### [Work item]
In the records that come next, find every line with "LightArray". Return those lines.

### [Exercise inputs]
//! One 16×16×16 cube of a chunk with its derived data.

use std::sync::atomic::{AtomicBool, Ordering};
use std::sync::{Arc, Mutex, MutexGuard, PoisonError};

use lattice_biome::{Biome, SectionBiomeCache};
use lattice_coords::{Direction, InSectionPosition};
use lattice_lighting::{LightArray, LightLevel};
use lattice_voxel::{BlockRegistry, BlockStateId, BlockStorage, SectionOcclusion};
use rustc_hash::FxHashSet;

/// Blocks, light, occlusion and cached biomes of a section.
///
/// Blocks and light are mutated under the owning chunk's write lock. The
/// `update` flag, the occlusion table and the biome cache have their own
/// synchronisation so readers holding the chunk's read lock can use them.
pub struct ChunkSection {
    blocks: BlockStorage,
    light: LightArray,
    /// Set when light changed since the last light event for this section.
    update: AtomicBool,
    occlusion: SectionOcclusion,
    biomes: Mutex<SectionBiomeCache>,
    /// Cells whose block has a `tick` hook.
    ticking: FxHashSet<InSectionPosition>,
}

impl ChunkSection {
    pub fn new() -> Self {
        Self {
            blocks: BlockStorage::new(),
            light: LightArray::new(),
            update: AtomicBool::new(false),
            occlusion: SectionOcclusion::new(),
            biomes: Mutex::new(SectionBiomeCache::new()),
            ticking: FxHashSet::default(),
        }
    }

    pub fn blocks(&self) -> &BlockStorage {
        &self.blocks
    }

    pub fn get(&self, position: InSectionPosition) -> BlockStateId {
        self.blocks.get(position)
    }

    /// Stores `state` and returns the previous state.
    pub fn set(&mut self, position: InSectionPosition, state: BlockStateId, registry: &BlockRegistry) -> BlockStateId {
        let previous = self.blocks.set(position, state);
        if previous == state {
            return previous;
        }
        self.occlusion
            .on_block_change(registry.is_fully_opaque(previous), registry.is_fully_opaque(state));
        if has_tick_hook(registry, state) {
            self.ticking.insert(position);
        } else {
            self.ticking.remove(&position);
        }
        previous
    }

    /// Replaces every block at once, as delivered by a chunk data batch.
    pub fn replace_blocks(&mut self, blocks: BlockStorage, registry: &BlockRegistry) {
        self.ticking = blocks
            .iter_non_air()
            .filter(|&(_, state)| has_tick_hook(registry, state))
            .map(|(position, _)| position)
            .collect();
        self.blocks = blocks;
        self.occlusion.invalidate();
    }

    pub fn ticking(&self) -> impl Iterator<Item = (InSectionPosition, BlockStateId)> + '_ {
        self.ticking.iter().map(|&position| (position, self.blocks.get(position)))
    }

    pub fn light(&self, position: InSectionPosition) -> LightLevel {
        self.light.get(position)
    }

    pub fn light_array(&self) -> &LightArray {
        &self.light
    }

    /// Returns `true` and flags the section if the level changed.
    pub fn set_light(&mut self, position: InSectionPosition, level: LightLevel) -> bool {
        let changed = self.light.set(position, level);
        if changed {
            self.mark_update();
        }
        changed
    }

    pub fn replace_light(&mut self, light: LightArray) {
        self.light = light;
        self.mark_update();
    }

    pub fn clear_light(&mut self) {
        if !self.light.is_dark() {
            self.light.clear();
            self.mark_update();
        }
    }

    pub fn mark_update(&self) {
        self.update.store(true, Ordering::Release);
    }

    /// Clears the update flag, returning whether it was set.
    pub fn take_update(&self) -> bool {
        self.update.swap(false, Ordering::AcqRel)
    }

    /// Recomputes the occlusion table if stale. Returns `true` if it changed.
    pub fn refresh_occlusion(&self, registry: &BlockRegistry) -> bool {
        self.occlusion.refresh(&self.blocks, registry)
    }

    pub fn is_occluded(&self, from: Direction, to: Direction, registry: &BlockRegistry) -> bool {
        self.occlusion.is_occluded(from, to, &self.blocks, registry)
    }

    pub fn occlusion(&self) -> &SectionOcclusion {
        &self.occlusion
    }

    /// Cached biome, `None` on a miss.
    pub fn cached_biome(&self, position: InSectionPosition, generation: u64) -> Option<Option<Arc<Biome>>> {
        self.lock_biomes().get(position, generation)
    }

    pub fn store_biome(&self, position: InSectionPosition, generation: u64, biome: Option<Arc<Biome>>) {
        self.lock_biomes().store(position, generation, biome);
    }

    pub fn clear_biomes(&self) {
        self.lock_biomes().clear();
    }

    pub fn cached_biomes(&self, generation: u64) -> usize {
        self.lock_biomes().cached_cells(generation)
    }

    fn lock_biomes(&self) -> MutexGuard<'_, SectionBiomeCache> {
        self.biomes.lock().unwrap_or_else(PoisonError::into_inner)
    }
}

impl Default for ChunkSection {
    fn default() -> Self {
        Self::new()
    }
}

fn has_tick_hook(registry: &BlockRegistry, state: BlockStateId) -> bool {
    registry
        .behavior(state)
        .is_some_and(|behavior| behavior.tick.is_some())
}

// ---------------------------------------------------------------------------
// Tests
// ---------------------------------------------------------------------------

#[cfg(test)]
mod tests {
    use super::*;
    use lattice_voxel::{BlockBehavior, BlockDef};

    fn registry() -> (BlockRegistry, BlockStateId, BlockStateId) {
        let mut registry = BlockRegistry::new();
        let stone = registry.register(BlockDef::opaque("stone")).unwrap();
        let hook: lattice_voxel::Hook = Arc::new(|_| {});
        let furnace = registry
            .register(BlockDef::opaque("furnace").with_behavior(BlockBehavior {
                tick: Some(hook),
                ..Default::default()
            }))
            .unwrap();
        (registry, stone, furnace)
    }

    #[test]
    fn test_ticking_cells_follow_block_changes() {
        let (registry, stone, furnace) = registry();
        let mut section = ChunkSection::new();
        let position = InSectionPosition::new(1, 2, 3);

        section.set(position, furnace, &registry);
        assert_eq!(section.ticking().collect::<Vec<_>>(), vec![(position, furnace)]);

        section.set(position, stone, &registry);
        assert_eq!(section.ticking().count(), 0);
    }

    #[test]
    fn test_replace_blocks_rebuilds_ticking() {
        let (registry, _, furnace) = registry();
        let mut storage = BlockStorage::new();
        storage.set(InSectionPosition::new(0, 0, 0), furnace);
        storage.set(InSectionPosition::new(9, 9, 9), furnace);

        let mut section = ChunkSection::new();
        section.replace_blocks(storage, &registry);
        assert_eq!(section.ticking().count(), 2);
        assert!(section.occlusion().needs_calculation());
    }

    #[test]
    fn test_update_flag_is_taken_once() {
        let mut section = ChunkSection::new();
        assert!(!section.take_update());

        assert!(section.set_light(InSectionPosition::new(0, 0, 0), LightLevel::new(3, 0)));
        assert!(!section.set_light(InSectionPosition::new(0, 0, 0), LightLevel::new(3, 0)));
        assert!(section.take_update());
        assert!(!section.take_update());
    }

    #[test]
    fn test_opacity_change_invalidates_occlusion() {
        let (registry, stone, _) = registry();
        let mut section = ChunkSection::new();
        section.refresh_occlusion(&registry);
        assert!(!section.occlusion().needs_calculation());

        section.set(InSectionPosition::new(4, 4, 4), stone, &registry);
        assert!(section.occlusion().needs_calculation());
    }
}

### [Finished exercise]
use lattice_lighting::{LightArray, LightLevel};
    light: LightArray,
            light: LightArray::new(),
    pub fn light_array(&self) -> &LightArray {
    pub fn replace_light(&mut self, light: LightArray) {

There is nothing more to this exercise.